The study examined continuous, peer-to-peer event-betting platforms that issue outcome tokens. Platforms built on crypto rails (Polymarket and similar venues) and regulated platforms (e.g., Kalshi) share structural vulnerability. Exposure scales with market fragmentation and the speed of professional market-making activity.

How did researchers measure arbitrage on Polymarket?

Researchers analyzed one year of trade-level data (April 2024–April 2025), scanning for violations of probabilistic consistency and logical relationships between markets. They counted instances where contract prices implied arbitrage and estimated realized profits by tracking execution events attributed to arbitrage strategies.

What were the key findings?

  • 7,000+ mispriced markets: measurable violations across high- and low-liquidity contracts.
  • $40M+ captured: estimated profits withdrawn by arbitrageurs identified in the dataset.
  • Both obvious and subtle arbitrage: direct sum-to-one failures and cross-market logical inconsistencies.

How can traders detect arbitrage opportunities?

Professional traders use automated monitoring and combinatorial checks across related markets.
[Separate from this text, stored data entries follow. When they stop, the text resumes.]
//! The green node.

use std::fmt;
use std::sync::Arc;

use verd_diagnostic::DiagnosticInfo;
use verd_stack::ensure_sufficient_stack;
use verd_walk::{DiagnosticList, GreenElement, NodeShape};

use crate::{NodeFlags, SyntaxKind};

/// Immutable syntax node: a branch, a token, or a piece of trivia.
///
/// Nodes carry no parent pointers and no absolute positions. Children are
/// `Arc`-shared, so a `GreenNode` is `Send + Sync` and cheap to reuse in
/// new trees. Updates ([`with_diagnostics`](GreenNode::with_diagnostics))
/// build a new node; the original is untouched.
pub struct GreenNode {
    kind: SyntaxKind,
    flags: NodeFlags,
    full_width: u32,
    diagnostics: Box<[DiagnosticInfo]>,
    data: GreenData,
}

#[derive(Clone)]
enum GreenData {
    Branch {
        slots: Box<[Option<Arc<GreenNode>>]>,
    },
    Token {
        text: Box<str>,
        leading: Option<Arc<GreenNode>>,
        trailing: Option<Arc<GreenNode>>,
    },
    Trivia {
        text: Box<str>,
    },
}

impl GreenData {
    fn full_width(&self) -> u32 {
        match self {
            GreenData::Branch { slots } => slots
                .iter()
                .flatten()
                .fold(0, |width, child| width.saturating_add(child.full_width)),
            GreenData::Token {
                text,
                leading,
                trailing,
            } => trivia_width(leading.as_deref())
                .saturating_add(width_of(text))
                .saturating_add(trivia_width(trailing.as_deref())),
            GreenData::Trivia { text } => width_of(text),
        }
    }

    /// Flags inherited from children and trivia attachments.
    fn inherited_flags(&self) -> NodeFlags {
        match self {
            GreenData::Branch { slots } => {
                NodeFlags::propagate_all(slots.iter().flatten().map(|child| child.flags))
            }
            GreenData::Token {
                leading, trailing, ..
            } => NodeFlags::propagate_all(
                leading
                    .iter()
                    .chain(trailing.iter())
                    .map(|trivia| trivia.flags),
            ),
            GreenData::Trivia { .. } => NodeFlags::empty(),
        }
    }
}

fn width_of(text: &str) -> u32 {
    u32::try_from(text.len()).unwrap_or(u32::MAX)
}

fn trivia_width(trivia: Option<&GreenNode>) -> u32 {
    trivia.map_or(0, |trivia| trivia.full_width)
}

impl GreenNode {
    fn new(
        kind: SyntaxKind,
        own_flags: NodeFlags,
        diagnostics: Box<[DiagnosticInfo]>,
        data: GreenData,
    ) -> Self {
        let mut flags = own_flags | data.inherited_flags();
        if !diagnostics.is_empty() {
            flags |= NodeFlags::CONTAINS_DIAGNOSTICS;
        }
        if kind == SyntaxKind::SkippedTokens {
            flags |= NodeFlags::CONTAINS_SKIPPED_TEXT;
        }
        GreenNode {
            kind,
            flags,
            full_width: data.full_width(),
            diagnostics,
            data,
        }
    }

    /// A token with no trivia.
    pub fn token(kind: SyntaxKind, text: impl Into<Box<str>>) -> Self {
        Self::token_with_trivia(kind, text, None, None)
    }

    /// A token with optional leading and trailing trivia.
    pub fn token_with_trivia(
        kind: SyntaxKind,
        text: impl Into<Box<str>>,
        leading: Option<Arc<GreenNode>>,
        trailing: Option<Arc<GreenNode>>,
    ) -> Self {
        debug_assert!(kind.is_token(), "{kind:?} is not a token kind");
        Self::new(
            kind,
            NodeFlags::empty(),
            Box::default(),
            GreenData::Token {
                text: text.into(),
                leading,
                trailing,
            },
        )
    }

    /// A zero-width token the parser synthesized in place of one it
    /// expected but did not find.
    pub fn missing_token(kind: SyntaxKind) -> Self {
        debug_assert!(kind.is_token(), "{kind:?} is not a token kind");
        Self::new(
            kind,
            NodeFlags::IS_MISSING,
            Box::default(),
            GreenData::Token {
                text: Box::default(),
                leading: None,
                trailing: None,
            },
        )
    }

    /// A single piece of trivia: whitespace, a newline, or a comment.
    pub fn trivia(kind: SyntaxKind, text: impl Into<Box<str>>) -> Self {
        debug_assert!(kind.is_trivia(), "{kind:?} is not a trivia kind");
        Self::new(
            kind,
            NodeFlags::empty(),
            Box::default(),
            GreenData::Trivia { text: text.into() },
        )
    }

    /// Trivia holding tokens the parser skipped while recovering.
    pub fn skipped_tokens(tokens: impl IntoIterator<Item = Arc<GreenNode>>) -> Self {
        Self::branch(SyntaxKind::SkippedTokens, tokens.into_iter().map(Some))
    }

    /// A structural node over `slots`. Absent slots keep their position.
    pub fn branch(
        kind: SyntaxKind,
        slots: impl IntoIterator<Item = Option<Arc<GreenNode>>>,
    ) -> Self {
        Self::new(
            kind,
            NodeFlags::empty(),
            Box::default(),
            GreenData::Branch {
                slots: slots.into_iter().collect(),
            },
        )
    }

    /// A list node over `elements`, all present.
    pub fn list(elements: impl IntoIterator<Item = Arc<GreenNode>>) -> Self {
        Self::branch(SyntaxKind::List, elements.into_iter().map(Some))
    }

    /// Trivia attachment for a token: nothing for no entries, the entry
    /// itself for one, a list otherwise.
    pub fn trivia_list(entries: impl IntoIterator<Item = Arc<GreenNode>>) -> Option<Arc<GreenNode>> {
        let mut entries: Vec<_> = entries.into_iter().collect();
        match entries.len() {
            0 => None,
            1 => entries.pop(),
            _ => Some(Arc::new(Self::list(entries))),
        }
    }

    /// A copy of this node with `diagnostics` as its local diagnostics.
    ///
    /// Children are shared, not copied. Flags are recomputed, so the new
    /// node is clean again if `diagnostics` is empty and nothing below
    /// carries any. Ancestors are not affected: rebuild them to propagate.
    pub fn with_diagnostics(&self, diagnostics: impl IntoIterator<Item = DiagnosticInfo>) -> Self {
        let own_flags = self.flags & NodeFlags::IS_MISSING;
        Self::new(
            self.kind,
            own_flags,
            diagnostics.into_iter().collect(),
            self.data.clone(),
        )
    }

    #[inline]
    pub fn kind(&self) -> SyntaxKind {
        self.kind
    }

    #[inline]
    pub fn flags(&self) -> NodeFlags {
        self.flags
    }

    /// Width of the full text, trivia included.
    #[inline]
    pub fn full_width(&self) -> u32 {
        self.full_width
    }

    /// Width without the leading trivia of the first token and the
    /// trailing trivia of the last.
    pub fn width(&self) -> u32 {
        let leading = self
            .first_token()
            .map_or(0, |token| trivia_width(token.leading_trivia()));
        let trailing = self
            .last_token()
            .map_or(0, |token| trivia_width(token.trailing_trivia()));
        self.full_width
            .saturating_sub(leading)
            .saturating_sub(trailing)
    }

    #[inline]
    pub fn is_token(&self) -> bool {
        matches!(self.data, GreenData::Token { .. })
    }

    #[inline]
    pub fn is_trivia(&self) -> bool {
        self.kind.is_trivia()
    }

    #[inline]
    pub fn is_missing(&self) -> bool {
        self.flags.is_missing()
    }

    /// A token's own text, or a trivia entry's text. `None` for branches.
    pub fn token_text(&self) -> Option<&str> {
        match &self.data {
            GreenData::Token { text, .. } | GreenData::Trivia { text } => Some(&**text),
            GreenData::Branch { .. } => None,
        }
    }

    pub fn leading_trivia(&self) -> Option<&GreenNode> {
        match &self.data {
            GreenData::Token { leading, .. } => leading.as_deref(),
            _ => None,
        }
    }

    pub fn trailing_trivia(&self) -> Option<&GreenNode> {
        match &self.data {
            GreenData::Token { trailing, .. } => trailing.as_deref(),
            _ => None,
        }
    }

    /// All slots in order; absent slots are `None`.
    pub fn slots(&self) -> impl ExactSizeIterator<Item = Option<&GreenNode>> + '_ {
        let slots: &[Option<Arc<GreenNode>>] = match &self.data {
            GreenData::Branch { slots } => &slots[..],
            _ => &[],
        };
        slots.iter().map(Option::as_deref)
    }

    /// Diagnostics attached directly to this node.
    #[inline]
    pub fn local_diagnostics(&self) -> &[DiagnosticInfo] {
        &self.diagnostics
    }

    /// Every diagnostic in this subtree, lazily, in source order.
    #[inline]
    pub fn all_diagnostics(&self) -> DiagnosticList<'_, GreenNode> {
        DiagnosticList::of(self)
    }

    /// Whether any error-severity diagnostic sits in this subtree.
    pub fn has_errors(&self) -> bool {
        self.flags.contains_diagnostics() && self.all_diagnostics().any(DiagnosticInfo::is_error)
    }

    /// First token in this subtree, ignoring trivia.
    pub fn first_token(&self) -> Option<&GreenNode> {
        self.find_token(|slots, pending| pending.extend(slots.iter().rev().flatten().map(Arc::as_ref)))
    }

    /// Last token in this subtree, ignoring trivia.
    pub fn last_token(&self) -> Option<&GreenNode> {
        self.find_token(|slots, pending| pending.extend(slots.iter().flatten().map(Arc::as_ref)))
    }

    fn find_token<'a>(
        &'a self,
        push_slots: impl Fn(&'a [Option<Arc<GreenNode>>], &mut Vec<&'a GreenNode>),
    ) -> Option<&'a GreenNode> {
        let mut pending = vec![self];
        while let Some(node) = pending.pop() {
            match &node.data {
                GreenData::Token { .. } => return Some(node),
                GreenData::Branch { slots } if !node.kind.is_trivia() => {
                    push_slots(&slots[..], &mut pending);
                }
                GreenData::Branch { .. } | GreenData::Trivia { .. } => {}
            }
        }
        None
    }

    /// Full source text of this subtree, trivia included.
    pub fn text(&self) -> String {
        let mut out = String::with_capacity(self.full_width as usize);
        self.write_text(&mut out);
        out
    }

    fn write_text(&self, out: &mut String) {
        ensure_sufficient_stack(|| match &self.data {
            GreenData::Branch { slots } => {
                for child in slots.iter().flatten() {
                    child.write_text(out);
                }
            }
            GreenData::Token {
                text,
                leading,
                trailing,
            } => {
                if let Some(leading) = leading {
                    leading.write_text(out);
                }
                out.push_str(text);
                if let Some(trailing) = trailing {
                    trailing.write_text(out);
                }
            }
            GreenData::Trivia { text } => out.push_str(text),
        });
    }
}

impl GreenElement for GreenNode {
    type Diagnostic = DiagnosticInfo;

    #[inline]
    fn contains_diagnostics(&self) -> bool {
        self.flags.contains_diagnostics()
    }

    #[inline]
    fn diagnostics(&self) -> &[DiagnosticInfo] {
        &self.diagnostics
    }

    #[inline]
    fn slot_count(&self) -> usize {
        match &self.data {
            GreenData::Branch { slots } => slots.len(),
            _ => 0,
        }
    }

    #[inline]
    fn slot(&self, index: usize) -> Option<&Self> {
        match &self.data {
            GreenData::Branch { slots } => slots.get(index)?.as_deref(),
            _ => None,
        }
    }

    #[inline]
    fn shape(&self) -> NodeShape<'_, Self> {
        match &self.data {
            GreenData::Token {
                leading, trailing, ..
            } => NodeShape::Token {
                leading: leading.as_deref(),
                trailing: trailing.as_deref(),
            },
            _ => NodeShape::Node,
        }
    }
}

impl Drop for GreenNode {
    fn drop(&mut self) {
        // Releasing the last reference to a deep chain recurses once per
        // level; grow the stack as that happens.
        let data = std::mem::replace(
            &mut self.data,
            GreenData::Trivia {
                text: Box::default(),
            },
        );
        ensure_sufficient_stack(move || drop(data));
    }
}

impl fmt::Debug for GreenNode {
    fn fmt(&self, f: &mut fmt::Formatter<'_>) -> fmt::Result {
        write!(f, "{:?}@{}", self.kind, self.full_width)?;
        if let Some(text) = self.token_text() {
            write!(f, " {text:?}")?;
        }
        if !self.flags.is_empty() {
            write!(f, " {:?}", self.flags)?;
        }
        if !self.diagnostics.is_empty() {
            write!(f, " ({} diagnostics)", self.diagnostics.len())?;
        }
        Ok(())
    }
}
Below are practical, snippet-friendly steps to detect likely arbitrage:

  1. Compare paired outcomes (Yes/No) to ensure prices sum to $1; flag deviations above a small tolerance.
  2. Scan logically linked markets for transitive inconsistencies (e.g., A vs B, A vs C, B vs C).
  3. Monitor spreads and depth—thin order books yield larger, shorter-lived mispricings.
  4. Automate execution to capture brief windows before market-makers restore consistency.


Is this unique to Polymarket or common across prediction markets?

Mispricing is not unique to Polymarket. Any venue with fragmented liquidity, overlapping markets, and asynchronous information flow can exhibit arbitrage opportunities. Algorithmic market-makers often correct inconsistencies, but they can persist long enough for arbitrageurs to profit.

Comparison: Polymarket vs other venues

Platform Liquidity Mispricing Frequency Arbitrage Potential
Polymarket High (varies by contract) High (7,000+ instances observed) High ($40M+ estimated extracted)
Other crypto-based markets Medium Medium Medium
Regulated venues (e.g., Kalshi) Variable Low–Medium Low–Medium


Frequently Asked Questions

How often do arbitrage opportunities appear on Polymarket?

Researchers found thousands of opportunities over a one-year period; more than 7,000 markets showed measurable mispricing between April 2024 and April 2025, making arbitrage recurrent rather than rare.

How should casual bettors interpret market prices?

Casual bettors should view prices as dynamic, crowd-sourced signals that can be temporarily distorted. Short-term deviations do not always reflect true probabilities until arbitrage and market-making restore consistency.

Key Takeaways

  • Systemic mispricing exists: Thousands of markets showed probabilistic inconsistencies in one year.
  • Real money was made: Researchers estimate over $40 million extracted by arbitrageurs.
  • Detection is actionable: Automated checks and fast execution can capture brief arbitrage windows.

Conclusion

This analysis demonstrates that prediction market mispricing—notably on Polymarket—creates tangible arbitrage opportunities that professional traders exploit. While arbitrage improves long-term efficiency, short-term inconsistencies persist; readers seeking to act should prioritize automated monitoring, solid risk controls, and continuous market surveillance. Published by COINOTAG on 2025-05-15. Updated 2025-05-15.